The only way this would work is if 11.6 was allowed *only* in the presense
of pragma Suppress. But that's almost the same as repealing it altogether.
And I don't think some implementers would be very happy with the benchmark
results afterwards.

The issues were outlined here last week; why are you bringing this up again
without addressing those issues? At the very least, you need a worked out
proposal that shows that you've addressed all of the issues that no one else
in the ARG could. (I can believe that we might have missed something
obvious, but I won't believe that without being shown it in
black-and-white.)

****************************************************************

From: Bibb Latting
Sent: Friday, March 17, 2006  7:48 PM

My Apologies for the late post to the thread, can DOLIST be commanded
to return all of the posts to a thread in chronological order as a
single reply?  I'll brave the waters and throw in my two cents worth:
 
1) 
 
> About 10 years ago, we did a small study on the use of exceptions in Ada
> code available in the public domain, and the results were the exact
> opposite of these claims that this style of programming (where the raising of
> implicit exceptions realizes an intended non-fault semantics) is frequent
> enough to warrant any attention.
>
> I vaguely remember that the study found 3 examples; in all these cases, it
> involved results that were used later on, i.e. not subject to 11.6
> considerations of dead code elimination. I don't remember how many lines
> of

I question the validity of the metric; one would expect publicly available code
to have some level of testing and code subject to 11.6 wouldn't pass test.  What
about searching support databases instead?
 
2) 
 
Shouldn't 1.1.3(8-14) include interaction with an object that has a user-specified address?
 
3)

>     function Multiply_Will_Overflow(X, Y: Integer) return Boolean is
>         pragma Unsuppress(All_Checks);
>         Temp: Integer;
>     begin
>         Temp := X * Y;
>         return False;
>     exception
>         when Constraint_Error =>
>             return True;
>     end Multiply_Will_Overflow;

> The key messages from 11.6 are:
>
>   1) don't rely on exceptions from language-defined checks
>      being considered essential side-effects.  Their job
>      is to prevent invalid, meaningless results from being
>      used to produce visible output.  They need not be raised
>      at all so long as the above is accomplished.
>
>   2) don't rely on exceptions from language-defined checks
>      being raised precisely where they appear in the source.
>      They might be "smeared" out, due to vectorization,
>      reordering or combinations of operations, instruction
>      scheduling, extra-precision intermediates, etc.
>
> I believe both of these are messages that users should hear
> and follow.  It is unfortunate that we couldn't come up
> with words that are easier to understand, but alas, that
> is true for several sections of the manual.  We have to rely
> on textbooks, training, and mentoring to solve that.

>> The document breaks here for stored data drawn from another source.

//! Shared decode tail of every format adapter

use indexmap::IndexMap;
use modelkit_core::{to_model, Kwargs, Type, Value};

use crate::error::{FormatError, Result};

/// Merge extra fields into a decoded document
///
/// An empty document counts as an empty mapping.
pub(crate) fn merge_extras(document: Value, extras: Kwargs) -> Result<Value> {
    let mut map = match document {
        Value::Null => IndexMap::new(),
        Value::Map(map) => map,
        other if extras.is_empty() => return Ok(other),
        other => return Err(FormatError::not_a_mapping(other.type_name())),
    };
    for (name, value) in extras {
        map.insert(Value::String(name), value);
    }
    Ok(Value::Map(map))
}

/// Merge extras, then coerce into `ty`
pub(crate) fn finish(document: Value, ty: &Type, extras: Kwargs) -> Result<Value> {
    let merged = merge_extras(document, extras)?;
    tracing::trace!("Coercing decoded {} into {}", merged.type_name(), ty);
    Ok(to_model(ty, merged)?)
}

#[cfg(test)]
mod tests {
    use super::*;
    use modelkit_core::kwargs;

    #[test]
    fn empty_document_becomes_a_map() {
        let merged = merge_extras(Value::Null, Kwargs::new()).unwrap();
        assert_eq!(merged, Value::Map(IndexMap::new()));
    }

    #[test]
    fn extras_override_document_keys() {
        let doc = Value::map([("a", 1), ("b", 2)]);
        let merged = merge_extras(doc, kwargs! { "b" => 3, "c" => 4 }).unwrap();
        assert_eq!(merged, Value::map([("a", 1), ("b", 3), ("c", 4)]));
    }

    #[test]
    fn extras_need_a_mapping() {
        assert!(merge_extras(Value::list([1]), Kwargs::new()).is_ok());
        let err = merge_extras(Value::list([1]), kwargs! { "a" => 1 }).unwrap_err();
        assert!(matches!(err, FormatError::NotAMapping { .. }));
    }
}
//! Error types for the format adapters
//!
//! Wraps encoder/decoder failures of each text format together with the
//! model errors raised while coercing decoded data or dispatching values.

use modelkit_core::ModelError;

/// Result alias for format adapter operations
pub type Result<T, E = FormatError> = std::result::Result<T, E>;

/// Errors raised by the format adapters
#[derive(Debug, thiserror::Error)]
pub enum FormatError {
    /// JSON encode or decode failure
    #[error("json error: {0}")]
    Json(#[from] serde_json::Error),

    /// YAML encode or decode failure
    #[error("yaml error: {0}")]
    Yaml(#[from] serde_yaml::Error),

    /// TOML decode failure
    #[cfg(feature = "toml")]
    #[error("toml decode error: {0}")]
    TomlDe(#[from] toml::de::Error),

    /// TOML encode failure
    #[cfg(feature = "toml")]
    #[error("toml encode error: {0}")]
    TomlSer(#[from] toml::ser::Error),

    /// Reading a stream or writing to one failed
    #[error("io error: {0}")]
    Io(#[from] std::io::Error),

    /// Extra fields were given for a document that is not a mapping
    #[error("cannot merge extra fields into a {found} document")]
    NotAMapping { found: String },

    /// Coercion or dispatch failed
    #[error(transparent)]
    Model(#[from] ModelError),
}

impl FormatError {
    /// Create not-a-mapping error
    pub fn not_a_mapping(found: impl Into<String>) -> Self {
        Self::NotAMapping {
            found: found.into(),
        }
    }

    /// Model error behind this failure, if any
    #[must_use]
    pub fn as_model_error(&self) -> Option<&ModelError> {
        match self {
            Self::Model(err) => Some(err),
            _ => None,
        }
    }
}

#[cfg(test)]
mod tests {
    use super::*;
    use modelkit_core::ErrorKind;

    #[test]
    fn model_errors_pass_through() {
        let err: FormatError = ModelError::missing_required("Person", "name").into();
        assert_eq!(
            err.as_model_error().map(ModelError::kind),
            Some(ErrorKind::MissingRequiredField)
        );
        assert_eq!(err.to_string(), "Person: missing required field 'name'");
    }

    #[test]
    fn not_a_mapping_names_the_document() {
        let err = FormatError::not_a_mapping("list");
        assert!(err.to_string().contains("list"));
        assert!(err.as_model_error().is_none());
    }
}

As an alternative, what about exploiting the elimination of a basic block in
the example?  It seems to me that elimination of a basic block is a significant
event worthy of diagnostic support.  This is something that could be directed
via IA, left as a competitive distinction between implementations, or
formalized as PROGRAM_ERROR.
 
What are the impacts to implementations and does the cost/benefit ratio make
sense?  As a thought, statement level information, which is probably already
available after the back-end for debug, could be used with a simple diagnostic;
or perhaps when a optimization empties the block, the semantic used to eliminate
the block could be cited.
 
****************************************************************

From: Tucker Taft
Sent: Friday, March 17, 2006  8:02 PM

> ...
> 2)
>  
> Shouldn't 1.1.3(8-14) include interaction with an object that has a 
> user-specified address?

Perhaps, though placing an object at a particular address
doesn't necessarily mean it is referenced or updated from outside
the Ada code.  And it is easy enough to slap a pragma Export on
it as well, if that is the intent.  On the other hand, there are
these words in 13.3(19):

   If the Address of an object is specified, or it is imported or
   exported, then the implementation should not perform optimizations
   based on assumptions of no aliases.

which groups objects whose Address is specified with those that
are imported or exported.  Hence, on balance, I think you are right
that specifying the address should be roughly equivalent to exporting
the object.

> 3)
...
> As an alternative, what about exploiting the elimination of a basic 
> block in the example?  It seems to me that elimination of a basic block 
> is a significant event worthy of diagnostic support.  This is something 
> that could be directed via IA, left as a competitive distinction between 
> implementations, or formalized as PROGRAM_ERROR.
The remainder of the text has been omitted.